Part Four: Fallacies (Foundations of Logic)
Fallacies are reasoning errors that distort arguments, weakening the logical structure of an argument. The word comes from the Latin fallere, meaning "to deceive,", and they often arise from cognitive shortcuts and rhetorical strategies.
Common Fallacies
Ad Hominem (attacking the person rather than the argument). Example: "You’re wrong because you never went to college."
Straw Man (misrepresenting an argument to make it easier to refute). Example: "You think we should recycle more? So you want to ban all plastic immediately?"
False Cause (assuming causation from correlation). Example: "I wore my lucky socks, so we won the game."

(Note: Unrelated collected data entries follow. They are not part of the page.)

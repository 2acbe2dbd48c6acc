//! One run over a host: read, aggregate, upload, advance the marker

use std::sync::Arc;

use anyhow::{Context, Result};
use chrono::{DateTime, Utc};
use logmeter_aggregator::metrics::HOSTS_TOTAL;
use logmeter_aggregator::{AggregateSnapshot, Aggregator, BatchPlanner, DomainMap, UploadReport, Uploader};
use logmeter_shared::{RecordFilter, ResumeMarker};
use tokio::task::JoinSet;
use tracing::{debug, error, info, warn};

use crate::config::{IngestConfig, ServerConfig};
use crate::source::HostConnector;
use crate::state::StateStore;
use crate::tailer::{FileReadStats, LogTailer, TailerConfig};

/// Result of processing one host
#[derive(Debug, Clone)]
pub struct HostReport {
    pub host: String,
    pub files: Vec<FileReadStats>,
    pub lines_parsed: u64,
    pub unparsed_lines: usize,
    pub aggregate: AggregateSnapshot,
    /// `None` when the upload was skipped
    pub upload: Option<UploadReport>,
    pub marker: ResumeMarker,
    pub state_saved: bool,
}

impl HostReport {
    pub fn bytes_read(&self) -> u64 {
        self.files.iter().map(|f| f.bytes()).sum()
    }
}

pub struct Pipeline {
    connector: Arc<dyn HostConnector>,
    domains: Arc<DomainMap>,
    state: StateStore,
    ingest: IngestConfig,
    table_prefix: String,
    batch_size: usize,
    uploader: Option<Arc<Uploader>>,
    require_upload_success: bool,
    dry_run: bool,
}

impl Pipeline {
    pub fn new(
        connector: Arc<dyn HostConnector>,
        domains: Arc<DomainMap>,
        state: StateStore,
        ingest: IngestConfig,
        table_prefix: impl Into<String>,
    ) -> Self {
        Self {
            connector,
            domains,
            state,
            ingest,
            table_prefix: table_prefix.into(),
            batch_size: logmeter_aggregator::MAX_BATCH_ENTITIES,
            uploader: None,
            require_upload_success: false,
            dry_run: false,
        }
    }

    pub fn with_uploader(mut self, uploader: Arc<Uploader>, require_upload_success: bool) -> Self {
        self.batch_size = uploader.config().batch_size;
        self.uploader = Some(uploader);
        self.require_upload_success = require_upload_success;
        self
    }

    /// Read and aggregate only: nothing is uploaded and no marker is saved.
    pub fn dry_run(mut self) -> Self {
        self.dry_run = true;
        self
    }

    pub async fn process_host(&self, server: &ServerConfig) -> Result<HostReport> {
        self.process_host_at(server, Utc::now()).await
    }

    /// Process one host; `run_time` goes into the row keys of this run.
    pub async fn process_host_at(&self, server: &ServerConfig, run_time: DateTime<Utc>) -> Result<HostReport> {
        let host = server.name();

        let previous = self
            .state
            .load(server.port)
            .await
            .with_context(|| format!("Cannot get state for {}", host))?;
        match &previous {
            Some(marker) => debug!(host = %host, offset = marker.bytes_read, "Resuming"),
            None => info!(host = %host, "No stored state, reading from the start"),
        }

        let source = self
            .connector
            .connect(server)
            .await
            .with_context(|| format!("Cannot connect to {}", host))?;

        let aggregator = Arc::new(Aggregator::with_filter(
            self.domains.clone(),
            RecordFilter::new(self.ingest.ignored_domains.iter().cloned()),
        ));
        let tailer = LogTailer::new(TailerConfig::new(server.log_dir.clone(), &self.ingest));
        let outcome = tailer
            .tail(source.as_ref(), previous.as_ref(), aggregator.clone())
            .await
            .with_context(|| format!("Cannot read logs for {}", host))?;

        for line in &outcome.unparsed_lines {
            debug!(host = %host, line = %line, "Unparsed line");
        }
        if !outcome.unparsed_lines.is_empty() {
            warn!(host = %host, count = outcome.unparsed_lines.len(), "Lines could not be parsed");
        }

        let aggregate = aggregator.snapshot();
        for unknown in &aggregate.unknown_domains {
            info!(
                host = %host,
                domain = %unknown.domain,
                requests = unknown.requests,
                "No website found for domain"
            );
        }

        let mut report = HostReport {
            host: host.clone(),
            lines_parsed: outcome.lines_parsed,
            unparsed_lines: outcome.unparsed_lines.len(),
            files: outcome.files,
            aggregate,
            upload: None,
            marker: outcome.marker,
            state_saved: false,
        };

        if self.dry_run {
            info!(host = %host, records = report.aggregate.records.len(), "Dry run, skipping upload and state");
            return Ok(report);
        }

        if !self.require_upload_success {
            self.save_state(server, &report.marker).await?;
            report.state_saved = true;
        }

        if let Some(uploader) = &self.uploader {
            let plan = BatchPlanner::new(&self.table_prefix, &host, run_time)
                .with_batch_size(self.batch_size)
                .plan(&report.aggregate.records);
            info!(
                host = %host,
                websites = report.aggregate.records.len(),
                batches = plan.batch_count(),
                "Saving consumption records"
            );
            let upload = uploader.upload(&plan).await;
            if !upload.is_success() {
                warn!(
                    host = %host,
                    failed = upload.requests_failed,
                    entities_failed = upload.entities_failed,
                    "Some consumption records were not saved"
                );
            }
            report.upload = Some(upload);
        }

        if self.require_upload_success {
            if report.upload.as_ref().map_or(true, |u| u.is_success()) {
                self.save_state(server, &report.marker).await?;
                report.state_saved = true;
            } else {
                warn!(host = %host, "Keeping previous state, the unsaved range is read again next run");
            }
        }

        Ok(report)
    }

    async fn save_state(&self, server: &ServerConfig, marker: &ResumeMarker) -> Result<()> {
        self.state
            .save(server.port, marker)
            .await
            .with_context(|| format!("Cannot save state for {}", server.name()))
    }

    /// Process every server concurrently, one task per host.
    pub async fn run_all(self: &Arc<Self>, servers: Vec<ServerConfig>) -> Vec<(String, Result<HostReport>)> {
        let mut tasks = JoinSet::new();
        for server in servers {
            let pipeline = self.clone();
            tasks.spawn(async move {
                let result = pipeline.process_host(&server).await;
                (server.name(), result)
            });
        }

        let mut results = Vec::new();
        while let Some(joined) = tasks.join_next().await {
            match joined {
                Ok((host, result)) => {
                    match &result {
                        Ok(report) => {
                            HOSTS_TOTAL.with_label_values(&["ok"]).inc();
                            info!(
                                host = %host,
                                bytes = report.bytes_read(),
                                lines = report.lines_parsed,
                                "Logs processed"
                            );
                        }
                        Err(e) => {
                            HOSTS_TOTAL.with_label_values(&["error"]).inc();
                            error!(host = %host, error = %format!("{e:#}"), "Host run failed");
                        }
                    }
                    results.push((host, result));
                }
                Err(e) => {
                    HOSTS_TOTAL.with_label_values(&["error"]).inc();
                    error!(error = %e, "Host task panicked");
                }
            }
        }
        results.sort_by(|a, b| a.0.cmp(&b.0));
        results
    }
}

Slippery Slope (claiming that one action will inevitably lead to extreme consequences). Example: "If we allow one exception, soon there will be no rules at all."
The goal in identifying fallacies is not to dismiss arguments outright but to enable examining their structure and determining whether they hold logically. An argument can contain a fallacy and still have the valid conclusion.
Conclusion
Fallacies are better thought of as part of a broader understanding of logical reasoning, not as isolated tricks for debate. In the context of the Trivium, fallacy recognition serves as a natural transition between grammar (naming things) and rhetoric (persuasion).
In practice, the best approach is to encourage curiosity: “Does that follow?” rather than “That’s wrong.” -- logical reasoning doesn't develop through memorizing fallacy names.